Tous réunis, les élèves ont construit différentes sonorités qu’ils ont analysées, jugées selon
l’objectif fixé, puis comparées. Ils trouvèrent un code pour transcrire d’une seule manière
toutes les réalisations construites précédemment, code qu’ils comparèrent avec celui
adopté par Corelli. En tâtonnant sur leur instrument, tous cherchèrent les notes de
l’accompagnement désignées par les chiffrages de la ligne de basse de la troisième phrase
et écoutèrent la résultante sonore produite collectivement. A ces deux voix reconstruites
par « décodage », la claveciniste ajouta une troisième voix. Le groupe compara sa création
à la version de Corelli. Enfin, à partir de cette pratique ainsi construite et de son
observation, la continuiste déduisit des règles de réalisations de basse continue. Le bilan se
révéla très positif lors de la prestation publique, les auditeurs ayant fortement apprécié la
qualité sonore et fusionnelle du groupe. »

Raphaële Vançon

Cette approche originale a permis aux élèves niçois de forger leurs propres règles
pour aboutir à un résultat musicalement convaincant. De là, la question des méthodes de
travail a été abordée. Pour Claire Bodin (CNR de Toulon), il est fondamentale que les
élèves s’approprient et se servent des outils qu’ils ont reçu pour forger leur propre
méthode. Ce point de vue est partagé par Raphaële Vançon qui souhaite que les élèves
soient amenés à trouver les règles par eux-mêmes. En complément du travail exposé par
Raphaële Vançon, Emmanuel Rousson (CNR de Brest) souligne l’importance pour l’élève
d’être sensibilisé à une démarche de « reconstruction » faisant appel à ses acquis et
l’amenant à intégrer l’analyse harmonique au cadre plus large de l’interprétation du
texte musical. Comme le souligne Olivier Papillon (ENM de Rodez), la basse continue n’est
pas déconnectée de la musique de chambre, ce qui est un point extrêmement positif.
Pour Martial Morand, la basse continue est une clé indispensable pour comprendre le
langage du clavecin.

Après l’exposé de ces divers expériences pratiques, la question des méthodes
pédagogiques a été abordée. Pour bon nombre de professeurs, le manque de temps
dévolu à l’apprentissage de la basse continue impose l’emploi de méthodes éditées
claires et efficaces... Mêmes si l’exemple proposé par Raphaële Vançon se situe à
l’opposé de la démarche préconisée par Christensen - pour qui la connaissance des
accords et des chiffrages doit devancer l’approche des textes (voir ci-dessous les
références de méthodes citées au cours de la discussion) - il a semblé important de
rappeler l’importance de son apport pour la connaissance actuelle de la basse continue.
Comme l’a remarqué Martial Morand, c’est notamment grâce à ses travaux que la basse
continue a considérablement évoluée ces dernières années.

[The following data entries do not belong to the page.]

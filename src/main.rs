//! Command-line front end over the threadjack engine.
//!
//! Usage: `threadjack <thread_id or process_id> <dll_path> [<dll_path> ...]`.
//!
//! The exit code is the scripting contract: `0` success, `0x10` missing
//! arguments, `0x11` unusable id, `0x06`/`0x07`/`0x08` attach/upgrade/
//! resolution failures, `0x20`/`0x21` loader export resolution failures,
//! `0x92`/`0x93` remote memory stack failures. When several DLLs are given,
//! each is injected independently; the run only reports failure when every
//! payload failed.

use std::process::exit;

const EXIT_MISSING_ARGS: u8 = 0x10;
const EXIT_INVALID_ID: u8 = 0x11;

const USAGE: &str = "Usage: threadjack <thread_id:u32 or process_id:u32> <dll_path> [<dll_path> ...]

Loads the given DLLs into the target process by hijacking an existing
thread of the target, never by creating a new one. The id may name either
a thread (attached directly) or a process (a suitable thread is selected).

Options:
    -h, --help    Print this help text";

/// A parsed invocation.
#[derive(Debug, PartialEq, Eq)]
enum Command {
    Help,
    Run { id: u32, paths: Vec<String> },
}

#[derive(Debug, PartialEq, Eq)]
enum ParseError {
    MissingArgs,
    InvalidId,
}

impl ParseError {
    fn exit_code(&self) -> u8 {
        match self {
            ParseError::MissingArgs => EXIT_MISSING_ARGS,
            ParseError::InvalidId => EXIT_INVALID_ID,
        }
    }
}

/// Parses everything after the program name.
fn parse_args(args: &[String]) -> Result<Command, ParseError> {
    if args.iter().any(|a| a == "-h" || a == "--help") {
        return Ok(Command::Help);
    }
    if args.len() < 2 {
        return Err(ParseError::MissingArgs);
    }

    let id: u32 = args[0].parse().map_err(|_| ParseError::InvalidId)?;
    if id == 0 {
        return Err(ParseError::InvalidId);
    }

    Ok(Command::Run {
        id,
        paths: args[1..].to_vec(),
    })
}

fn main() {
    #[cfg(feature = "tracing")]
    tracing_subscriber::fmt()
        .with_env_filter(tracing_subscriber::EnvFilter::from_default_env())
        .with_writer(std::io::stderr)
        .init();

    let args: Vec<String> = std::env::args().skip(1).collect();
    let command = match parse_args(&args) {
        Ok(command) => command,
        Err(err) => {
            eprintln!("{USAGE}");
            exit(err.exit_code() as i32);
        }
    };

    match command {
        Command::Help => println!("{USAGE}"),
        Command::Run { id, paths } => exit(run(id, &paths) as i32),
    }
}

#[cfg(windows)]
fn run(id: u32, paths: &[String]) -> u8 {
    use threadjack::{resolve_export, Engine, EngineConfig};

    let load_library = match resolve_export("kernel32.dll", "LoadLibraryA") {
        Ok(address) => address,
        Err(err) => {
            eprintln!("threadjack: {err}");
            return err.exit_code();
        }
    };

    let engine = Engine::open(EngineConfig::default());
    let mut session = match engine.attach(id) {
        Ok(session) => session,
        Err(err) => {
            eprintln!("threadjack: {err}");
            return err.exit_code();
        }
    };

    let mut successes = 0usize;
    let mut first_failure: Option<threadjack::Error> = None;

    for path in paths {
        let outcome = inject(&mut session, load_library, path);
        match outcome {
            Ok(handle) => {
                successes += 1;
                println!("{path}: loaded, module handle {handle:#x}");
            }
            Err(err) => {
                eprintln!("threadjack: {path}: {err}");
                let fatal = err.is_fatal();
                first_failure.get_or_insert(err);
                // A fatal call error poisons the session; remaining payloads
                // cannot be attempted.
                if fatal {
                    break;
                }
            }
        }
    }

    if let Err(err) = session.detach() {
        eprintln!("threadjack: teardown: {err}");
    }
    engine.close();

    match first_failure {
        Some(err) if successes == 0 => err.exit_code(),
        _ => 0,
    }
}

/// One full payload cycle: stage, push, call, release.
#[cfg(windows)]
fn inject(
    session: &mut threadjack::Session,
    load_library: usize,
    path: &str,
) -> threadjack::Result<usize> {
    use threadjack::{CallDescriptor, RemoteRegion};

    let bytes = path.as_bytes();
    let mut region = RemoteRegion::create(bytes.len())?;
    region.local_mut().copy_from_slice(bytes);

    let remote = match region.push(session) {
        Ok(remote) => remote,
        Err(err) => {
            region.delete(session);
            return Err(err);
        }
    };

    let result = session.invoke(&CallDescriptor::new(load_library, remote));
    region.delete(session);

    let handle = result?;
    if handle == 0 {
        return Err(threadjack::Error::Execution(
            "remote loader returned a null module handle".into(),
        ));
    }
    Ok(handle)
}

#[cfg(not(windows))]
fn run(_id: u32, _paths: &[String]) -> u8 {
    eprintln!("threadjack: thread hijacking requires Windows");
    0x01
}

#[cfg(test)]
mod tests {
    use super::*;

    fn strings(args: &[&str]) -> Vec<String> {
        args.iter().map(|s| s.to_string()).collect()
    }

    #[test]
    fn help_flag_wins_over_everything() {
        assert_eq!(parse_args(&strings(&["-h"])), Ok(Command::Help));
        assert_eq!(
            parse_args(&strings(&["123", "a.dll", "--help"])),
            Ok(Command::Help)
        );
    }

    #[test]
    fn missing_arguments_are_rejected() {
        assert_eq!(parse_args(&[]), Err(ParseError::MissingArgs));
        assert_eq!(parse_args(&strings(&["123"])), Err(ParseError::MissingArgs));
        assert_eq!(ParseError::MissingArgs.exit_code(), 0x10);
    }

    #[test]
    fn zero_and_garbage_ids_are_rejected() {
        assert_eq!(
            parse_args(&strings(&["0", "a.dll"])),
            Err(ParseError::InvalidId)
        );
        assert_eq!(
            parse_args(&strings(&["-4", "a.dll"])),
            Err(ParseError::InvalidId)
        );
        assert_eq!(
            parse_args(&strings(&["pid", "a.dll"])),
            Err(ParseError::InvalidId)
        );
        assert_eq!(ParseError::InvalidId.exit_code(), 0x11);
    }

    #[test]
    fn multiple_paths_are_preserved_in_order() {
        assert_eq!(
            parse_args(&strings(&["4321", "a.dll", "b.dll"])),
            Ok(Command::Run {
                id: 4321,
                paths: vec!["a.dll".into(), "b.dll".into()],
            })
        );
    }
}
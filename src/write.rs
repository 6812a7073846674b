//! Tools for writing a single-entry ZIP archive as a stream.
//!
//! [`EntryWriter`] never needs to seek and never holds more than the
//! DEFLATE window and whatever the caller hands it in one `write()`.
//! The local header goes out first with its CRC and sizes zeroed
//! (general purpose bit 3), the entry's compressed bytes follow,
//! and [`EntryWriter::finish()`] appends the data descriptor,
//! central directory, and end records.
//!
//! [`EntryWriter`]: struct.EntryWriter.html
//! [`EntryWriter::finish()`]: struct.EntryWriter.html#method.finish

use std::io::{self, Write};

use chrono::NaiveDateTime;
use crc32fast::Hasher;
use flate2::write::DeflateEncoder;
use flate2::Compression;
use log::*;

use crate::read::CompressionMethod;
use crate::spec;

/// Passes bytes through to `inner`, counting them along the way.
/// Gives us offsets without needing `Seek`.
struct CountingWriter<W> {
    inner: W,
    count: u64,
}

impl<W: Write> Write for CountingWriter<W> {
    fn write(&mut self, buf: &[u8]) -> io::Result<usize> {
        let n = self.inner.write(buf)?;
        self.count += n as u64;
        Ok(n)
    }

    fn flush(&mut self) -> io::Result<()> {
        self.inner.flush()
    }
}

/// What was written, returned by [`EntryWriter::finish()`].
///
/// [`EntryWriter::finish()`]: struct.EntryWriter.html#method.finish
#[derive(Debug, Clone, PartialEq, Eq)]
pub struct EntrySummary {
    /// Uncompressed size of the entry in bytes
    pub size: u64,
    /// Compressed size of the entry in bytes
    pub compressed_size: u64,
    /// CRC-32 of the uncompressed entry
    pub crc32: u32,
    /// Size of the whole archive in bytes
    pub archive_size: u64,
}

/// Streams one named entry into a ZIP archive.
///
/// Write the entry's bytes with the `Write` impl, then call [`finish()`].
/// Dropping the writer without finishing leaves a truncated archive behind in `W`;
/// callers writing to files are expected to throw those away.
///
/// [`finish()`]: #method.finish
pub struct EntryWriter<W: Write> {
    encoder: DeflateEncoder<CountingWriter<W>>,
    hasher: Hasher,
    size: u64,
    name: String,
    flags: u16,
    dos_time: u16,
    dos_date: u16,
    data_start: u64,
}

impl<W: Write> EntryWriter<W> {
    /// Starts an archive in `inner` holding a single entry named `name`,
    /// DEFLATEd at `level` (0-9).
    pub fn new(inner: W, name: &str, level: u32, modified: &NaiveDateTime) -> io::Result<Self> {
        if name.len() > u16::MAX as usize {
            return Err(io::Error::new(
                io::ErrorKind::InvalidInput,
                "Entry name is too long for a ZIP header",
            ));
        }

        let mut flags = spec::FLAG_DATA_DESCRIPTOR | spec::FLAG_UTF8;
        if level >= 8 {
            flags |= spec::FLAG_MAXIMUM_COMPRESSION;
        }
        let (dos_time, dos_date) = spec::to_msdos(modified);

        let header = spec::LocalFileHeader {
            minimum_extract_version: spec::VERSION_DEFLATE,
            flags,
            compression_method: CompressionMethod::Deflate.as_u16(),
            last_modified_time: dos_time,
            last_modified_date: dos_date,
            crc32: 0,
            compressed_size: 0,
            uncompressed_size: 0,
            path: name.as_bytes(),
            extra_field: &[],
        };
        trace!("{:?}", header);
        let mut record = Vec::with_capacity(spec::LocalFileHeader::FIXED_SIZE_IN_FILE + name.len());
        header.write(&mut record);

        let mut counter = CountingWriter { inner, count: 0 };
        counter.write_all(&record)?;
        let data_start = counter.count;

        Ok(Self {
            encoder: DeflateEncoder::new(counter, Compression::new(level)),
            hasher: Hasher::new(),
            size: 0,
            name: name.to_owned(),
            flags,
            dos_time,
            dos_date,
            data_start,
        })
    }

    /// Bytes of entry data written so far (uncompressed).
    pub fn bytes_written(&self) -> u64 {
        self.size
    }

    /// Flushes the compressed stream and writes the archive's trailing records.
    /// Returns the underlying writer, which has been flushed.
    pub fn finish(self) -> io::Result<(W, EntrySummary)> {
        let mut counter = self.encoder.finish()?;
        let compressed_size = counter.count - self.data_start;
        let crc32 = self.hasher.finalize();

        let descriptor = spec::DataDescriptor {
            crc32,
            compressed_size,
            uncompressed_size: self.size,
        };
        trace!("{:?}", descriptor);
        let mut record = Vec::new();
        descriptor.write(&mut record);
        counter.write_all(&record)?;

        let central_directory_offset = counter.count;
        let entry = spec::CentralDirectoryEntry {
            source_version: spec::VERSION_MADE_BY,
            minimum_extract_version: if descriptor.is_zip64() {
                spec::VERSION_ZIP64
            } else {
                spec::VERSION_DEFLATE
            },
            flags: self.flags,
            compression_method: CompressionMethod::Deflate.as_u16(),
            last_modified_time: self.dos_time,
            last_modified_date: self.dos_date,
            crc32,
            compressed_size,
            uncompressed_size: self.size,
            disk_number: 0,
            internal_file_attributes: 0,
            external_file_attributes: spec::UNIX_FILE_ATTRIBUTES,
            header_offset: 0,
            path: self.name.as_bytes(),
            extra_field: &[],
        };
        trace!("{:?}", entry);
        record.clear();
        entry.write(&mut record);
        let central_directory_size = record.len() as u64;

        let end_offset = central_directory_offset + central_directory_size;
        if entry.needs_zip64() || central_directory_offset >= spec::ZIP64_THRESHOLD {
            debug!("Writing Zip64 end records for {}", self.name);
            spec::Zip64EndOfCentralDirectory {
                source_version: spec::VERSION_MADE_BY,
                minimum_extract_version: spec::VERSION_ZIP64,
                disk_number: 0,
                disk_with_central_directory: 0,
                entries_on_this_disk: 1,
                entries: 1,
                central_directory_size,
                central_directory_offset,
            }
            .write(&mut record);
            spec::Zip64EndOfCentralDirectoryLocator {
                disk_with_central_directory: 0,
                zip64_eocdr_offset: end_offset,
                disks: 1,
            }
            .write(&mut record);
        }

        spec::EndOfCentralDirectory {
            disk_number: 0,
            disk_with_central_directory: 0,
            entries_on_this_disk: 1,
            entries: 1,
            central_directory_size: central_directory_size as u32,
            central_directory_offset: if central_directory_offset >= spec::ZIP64_THRESHOLD {
                u32::MAX
            } else {
                central_directory_offset as u32
            },
        }
        .write(&mut record);
        counter.write_all(&record)?;
        counter.flush()?;

        let summary = EntrySummary {
            size: self.size,
            compressed_size,
            crc32,
            archive_size: counter.count,
        };
        debug!("Finished {}: {:?}", self.name, summary);
        Ok((counter.inner, summary))
    }
}

impl<W: Write> Write for EntryWriter<W> {
    fn write(&mut self, buf: &[u8]) -> io::Result<usize> {
        let n = self.encoder.write(buf)?;
        self.hasher.update(&buf[..n]);
        self.size += n as u64;
        Ok(n)
    }

    fn flush(&mut self) -> io::Result<()> {
        self.encoder.flush()
    }
}
//! Running archive creation as a tokio task.
//!
//! The pipeline itself is blocking I/O, so it runs on tokio's blocking pool.
//! An [`ArchiveTask`] is the handle: await it for the archive name,
//! or cancel it (explicitly, or by dropping it) to abandon the upload
//! and have the staging file removed.
//!
//! [`ArchiveTask`]: struct.ArchiveTask.html

use std::future::Future;
use std::io::{self, Read};
use std::pin::Pin;
use std::task::{Context, Poll};

use log::*;
use tokio::task::JoinHandle;

use crate::archiver::{Archiver, Upload};
use crate::cancel::CancelFlag;
use crate::result::*;

/// A running archive creation. Resolves to the archive's name.
///
/// Dropping the task cancels it. The blocking worker notices at its next
/// read from the upload and cleans up after itself.
pub struct ArchiveTask {
    handle: JoinHandle<ArchiveResult<String>>,
    cancel: CancelFlag,
}

impl ArchiveTask {
    /// Asks the task to stop. Awaiting it afterwards gives
    /// [`ArchiveError::Cancelled`] unless it had already finished.
    ///
    /// [`ArchiveError::Cancelled`]: ../result/enum.ArchiveError.html#variant.Cancelled
    pub fn cancel(&self) {
        self.cancel.cancel();
    }

    /// A handle to this task's cancellation flag,
    /// e.g. to hand to whatever notices the client went away.
    pub fn cancel_flag(&self) -> CancelFlag {
        self.cancel.clone()
    }
}

impl Future for ArchiveTask {
    type Output = ArchiveResult<String>;

    fn poll(mut self: Pin<&mut Self>, cx: &mut Context<'_>) -> Poll<Self::Output> {
        Pin::new(&mut self.handle).poll(cx).map(|joined| {
            joined.unwrap_or_else(|e| {
                error!("Archive worker failed: {}", e);
                Err(ArchiveError::Storage(io::Error::new(
                    io::ErrorKind::Other,
                    format!("Archive worker failed: {e}"),
                )))
            })
        })
    }
}

impl Drop for ArchiveTask {
    fn drop(&mut self) {
        if !self.handle.is_finished() {
            debug!("Archive task dropped before finishing; cancelling");
        }
        self.cancel.cancel();
    }
}

impl Archiver {
    /// Starts archiving `upload` on tokio's blocking pool.
    /// Must be called from within a tokio runtime.
    pub fn spawn<R: Read + Send + 'static>(&self, upload: Option<Upload<R>>) -> ArchiveTask {
        let cancel = CancelFlag::new();
        let worker_cancel = cancel.clone();
        let archiver = self.clone();
        let handle = tokio::task::spawn_blocking(move || {
            archiver.create_cancellable(upload, &worker_cancel)
        });
        ArchiveTask { handle, cancel }
    }
}
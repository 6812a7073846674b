//! Helper module to verify a CRC32 checksum while streaming an entry out.
//!
//! Adapted from zip-rs:
//! <https://github.com/mvdnes/zip-rs/commit/b3c836d9c32efa120cdd5366280f940d3c3b985c>

use std::io;
use std::io::prelude::*;

use crc32fast::Hasher;

/// Reader that validates the CRC32 and length when it reaches the EOF.
pub struct Crc32Reader<R> {
    inner: R,
    hasher: Hasher,
    bytes_read: u64,
    expected_checksum: u32,
    expected_len: u64,
}

impl<R> Crc32Reader<R> {
    pub fn new(inner: R, expected_checksum: u32, expected_len: u64) -> Crc32Reader<R> {
        Crc32Reader {
            inner,
            hasher: Hasher::new(),
            bytes_read: 0,
            expected_checksum,
            expected_len,
        }
    }

    fn verify(&self) -> io::Result<()> {
        if self.bytes_read != self.expected_len {
            return Err(io::Error::new(
                io::ErrorKind::InvalidData,
                format!(
                    "Entry was {} bytes, expected {}",
                    self.bytes_read, self.expected_len
                ),
            ));
        }
        if self.hasher.clone().finalize() != self.expected_checksum {
            return Err(io::Error::new(io::ErrorKind::InvalidData, "Invalid checksum"));
        }
        Ok(())
    }
}

impl<R: Read> Read for Crc32Reader<R> {
    fn read(&mut self, buf: &mut [u8]) -> io::Result<usize> {
        let count = self.inner.read(buf)?;
        if count == 0 && !buf.is_empty() {
            self.verify()?;
        }
        self.hasher.update(&buf[..count]);
        self.bytes_read += count as u64;
        Ok(count)
    }
}

#[cfg(test)]
mod test {
    use super::*;

    #[test]
    fn empty_reader() {
        let data: &[u8] = b"";
        let mut buf = [0; 1];

        let mut reader = Crc32Reader::new(data, 0, 0);
        assert_eq!(reader.read(&mut buf).unwrap(), 0);

        let mut reader = Crc32Reader::new(data, 1, 0);
        assert!(reader
            .read(&mut buf)
            .unwrap_err()
            .to_string()
            .contains("Invalid checksum"));
    }

    #[test]
    fn byte_by_byte() {
        let data: &[u8] = b"1234";
        let mut buf = [0; 1];

        let mut reader = Crc32Reader::new(data, 0x9be3e0a3, 4);
        for _ in 0..4 {
            assert_eq!(reader.read(&mut buf).unwrap(), 1);
        }
        assert_eq!(reader.read(&mut buf).unwrap(), 0);
        // Can keep reading 0 bytes after the end
        assert_eq!(reader.read(&mut buf).unwrap(), 0);
    }

    #[test]
    fn zero_length_reads_skip_verification() {
        let data: &[u8] = b"1234";
        let mut buf = [0; 5];

        let mut reader = Crc32Reader::new(data, 0x9be3e0a3, 4);
        assert_eq!(reader.read(&mut buf[..0]).unwrap(), 0);
        assert_eq!(reader.read(&mut buf).unwrap(), 4);
    }

    #[test]
    fn short_entry_is_an_error() {
        let data: &[u8] = b"1234";
        let mut reader = Crc32Reader::new(data, 0x9be3e0a3, 5);
        let mut sink = Vec::new();
        let err = reader.read_to_end(&mut sink).unwrap_err();
        assert_eq!(err.kind(), io::ErrorKind::InvalidData);
        assert!(err.to_string().contains("expected 5"));
    }
}
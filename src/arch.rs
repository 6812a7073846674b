use crate::result::*;

/// A checked cast from u64 to usize, for lengths we're about to allocate.
pub fn usize<I: Into<u64>>(i: I) -> ArchiveResult<usize> {
    let i: u64 = i.into();
    usize::try_from(i).map_err(|_| ArchiveError::InsufficientAddressSpace)
}
/// Parses the "extra fields" found in central directory entries.
///
/// Currently we just look for Zip64 info (64-bit values for files > 2^32 in size)
fn parse_extra_field(metadata: &mut EntryMetadata, mut extra_field: &[u8]) -> ArchiveResult<()> {
    // 4.5.1 In order to allow different programs and different types
    // of information to be stored in the 'extra' field in .ZIP
    // files, the following structure MUST be used for all
    // programs storing data in this field:
    //
    //     header1+data1 + header2+data2 . . .
    //
    // Each header MUST consist of:
    //
    //     Header ID - 2 bytes
    //     Data Size - 2 bytes
    while !extra_field.is_empty() {
        ensure_len(extra_field, 4, "Truncated extra field header")?;
        let kind = read_u16(&mut extra_field);
        let field_len = read_u16(&mut extra_field) as usize;
        ensure_len(extra_field, field_len, "Truncated extra field")?;
        let (mut field, rest) = extra_field.split_at(field_len);
        extra_field = rest;

        // Zip64 extended information extra field
        if kind == ZIP64_EXTRA_FIELD_ID {
            if metadata.size == ZIP64_THRESHOLD {
                ensure_len(field, 8, "Zip64 extra field is missing the size")?;
                metadata.size = read_u64(&mut field);
            }
            if metadata.compressed_size == ZIP64_THRESHOLD {
                ensure_len(field, 8, "Zip64 extra field is missing the compressed size")?;
                metadata.compressed_size = read_u64(&mut field);
            }
            if metadata.header_offset == ZIP64_THRESHOLD {
                ensure_len(field, 8, "Zip64 extra field is missing the header offset")?;
                metadata.header_offset = read_u64(&mut field);
            }
            // Anything left over would be a disk number,
            // and we already checked many times that this isn't a multi-disk archive.
            if !field.is_empty() {
                return Err(ArchiveError::InvalidArchive(
                    "Extra data field contains disk number",
                ));
            }
        }
    }
    Ok(())
}
//! Error types and the related `Result<T>`

use thiserror::Error;

use crate::name::NameRejection;

pub type ArchiveResult<T> = Result<T, ArchiveError>;

#[derive(Debug, Error)]
pub enum ArchiveError {
    /// No upload was handed to the archiver.
    #[error("No file was supplied")]
    MissingInput,

    /// The declared name of an upload can't be used as a file name.
    #[error("Rejected file name: {0}")]
    InvalidName(#[from] NameRejection),

    /// An archive with this name exists and the collision policy forbids replacing it.
    #[error("An archive named {0} already exists")]
    AlreadyExists(String),

    /// An error from underlying I/O while creating or reading an archive.
    /// Any partially written archive has been removed by the time this is returned.
    #[error("Storage failure")]
    Storage(#[from] std::io::Error),

    /// The caller cancelled an in-flight archive.
    #[error("Archive creation was cancelled")]
    Cancelled,

    /// No archive exists under the requested name.
    #[error("No archive named {0}")]
    NotFound(String),

    /// The identifier didn't decode, or would resolve outside the archive root.
    #[error("Invalid archive identifier {0:?}")]
    InvalidIdentifier(String),

    /// The store was configured with an unusable root or option.
    #[error("Invalid configuration: {0}")]
    Config(String),

    /// The ZIP archive contained invalid data.
    #[error("Invalid Zip archive: {0}")]
    InvalidArchive(&'static str),

    /// The ZIP archive uses an unsupported feature
    #[error("Unsupported Zip archive: {0}")]
    UnsupportedArchive(String),

    /// Decoding a UTF-8 name failed
    #[error("Invalid UTF-8")]
    Encoding(#[from] std::str::Utf8Error),

    /// A cast from a 64-bit int to a usize failed, probably on a 32-bit system.
    #[error("Zip archive too large for address space")]
    InsufficientAddressSpace,
}

/// Coarse classification of an [`ArchiveError`],
/// for transports that map failures onto response codes.
///
/// [`ArchiveError`]: enum.ArchiveError.html
#[derive(Debug, Copy, Clone, PartialEq, Eq)]
pub enum ErrorClass {
    /// The request itself was bad (client error).
    Rejected,
    /// The requested archive doesn't exist.
    NotFound,
    /// Something went wrong on our end (server error).
    Internal,
}

impl ArchiveError {
    pub fn class(&self) -> ErrorClass {
        match self {
            ArchiveError::MissingInput
            | ArchiveError::InvalidName(_)
            | ArchiveError::AlreadyExists(_)
            | ArchiveError::Cancelled
            | ArchiveError::InvalidIdentifier(_) => ErrorClass::Rejected,
            ArchiveError::NotFound(_) => ErrorClass::NotFound,
            ArchiveError::Storage(_)
            | ArchiveError::Config(_)
            | ArchiveError::InvalidArchive(_)
            | ArchiveError::UnsupportedArchive(_)
            | ArchiveError::Encoding(_)
            | ArchiveError::InsufficientAddressSpace => ErrorClass::Internal,
        }
    }
}

#[cfg(test)]
mod test {
    use super::*;

    #[test]
    fn not_found_and_invalid_are_distinct() {
        let missing = ArchiveError::NotFound(String::from("a.zip"));
        let hostile = ArchiveError::InvalidIdentifier(String::from("../a.zip"));
        assert_eq!(missing.class(), ErrorClass::NotFound);
        assert_eq!(hostile.class(), ErrorClass::Rejected);
    }

    #[test]
    fn storage_is_internal() {
        let err: ArchiveError = std::io::Error::new(std::io::ErrorKind::Other, "disk full").into();
        assert_eq!(err.class(), ErrorClass::Internal);
        assert_eq!(ArchiveError::MissingInput.class(), ErrorClass::Rejected);
    }
}
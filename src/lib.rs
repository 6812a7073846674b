//! zipdrop packs uploaded files into ZIP archives on disk
//! and hands them back by name:
//!
//! ```no_run
//! # use std::fs::File;
//! # use std::io;
//! # use zipdrop::*;
//! let config = StoreConfig::new("/srv/zips")?;
//! let archiver = Archiver::new(config.clone());
//! let retriever = Retriever::new(config);
//!
//! // Whatever parsed the request gives us a stream and the name the client sent.
//! let upload = File::open("/tmp/upload-7f3a")?;
//! let name = archiver.create(Some(Upload::new("report.csv", upload)))?;
//! assert_eq!(name, "report.csv.zip");
//!
//! // Hand out `identifier_for(&name)` in a URL; it comes back percent-encoded.
//! let fetched = retriever.fetch(&identifier_for(&name))?;
//! println!("{} is {} bytes", fetched.name, fetched.len);
//!
//! // Or look inside:
//! let (entry, mut contents) = fetched.into_entry()?;
//! assert_eq!(entry.name, "report.csv");
//! io::copy(&mut contents, &mut io::stdout())?;
//! # Ok::<(), Box<dyn std::error::Error>>(())
//! ```
//!
//! Uploads are streamed through a DEFLATE encoder one buffer at a time,
//! so archiving a file takes the same memory whether it's a kilobyte or
//! a hundred gigabytes. Each upload is written to its own hidden staging
//! file and renamed into place only once the archive is complete,
//! so a failed, cancelled, or concurrent upload never leaves a broken
//! archive where [`Retriever::fetch()`] could find it.
//! What happens when two uploads want the same name is up to the
//! [`CollisionPolicy`].
//!
//! Names are untrusted in both directions. Uploads' declared names go through
//! [`SafeName::parse()`] before any path is built from them,
//! and identifiers handed to [`Retriever::fetch()`] must resolve to a file
//! directly inside the archive root.
//!
//! [`Retriever::fetch()`]: retriever/struct.Retriever.html#method.fetch
//! [`CollisionPolicy`]: config/enum.CollisionPolicy.html
//! [`SafeName::parse()`]: name/struct.SafeName.html#method.parse

pub mod archiver;
pub mod cancel;
pub mod config;
pub mod name;
pub mod read;
pub mod result;
pub mod retriever;
#[cfg(feature = "async")]
pub mod task;
pub mod write;

pub use archiver::{Archiver, Upload};
pub use cancel::CancelFlag;
pub use config::{CollisionPolicy, StoreConfig, ARCHIVE_SUFFIX};
pub use name::{NameRejection, SafeName};
pub use read::{ArchiveReader, CompressionMethod, EntryMetadata};
pub use result::{ArchiveError, ArchiveResult, ErrorClass};
pub use retriever::{identifier_for, Fetched, Retriever};
#[cfg(feature = "async")]
pub use task::ArchiveTask;

mod arch;
mod checksum;
mod spec;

Raphaële Vançon a souhaité ensuite orienter la discussion autour de la question
induite dans l’intitulé de la table : « à qui s’adresse la basse continue ? »

Plus tôt dans le débat, Alain Cahagne avait déjà mentionné le cas des grands
élèves pianistes qui souvent sont amenés à aborder la basse continue pour compléter
leur cursus. Pour ces élèves qui possèdent déjà une certaine culture musicale, des
réflexes digitaux et des habitudes de lecture, l’approche du répertoire se fait relativement
rapidement. Pour eux, la seule « règle de l’octave » est un moyen efficace et sûr pour
maîtriser une partition chiffrée.

La question ne se pose naturellement pas dans les mêmes termes pour les jeunes
élèves qui ne possèdent pas encore ces acquis techniques...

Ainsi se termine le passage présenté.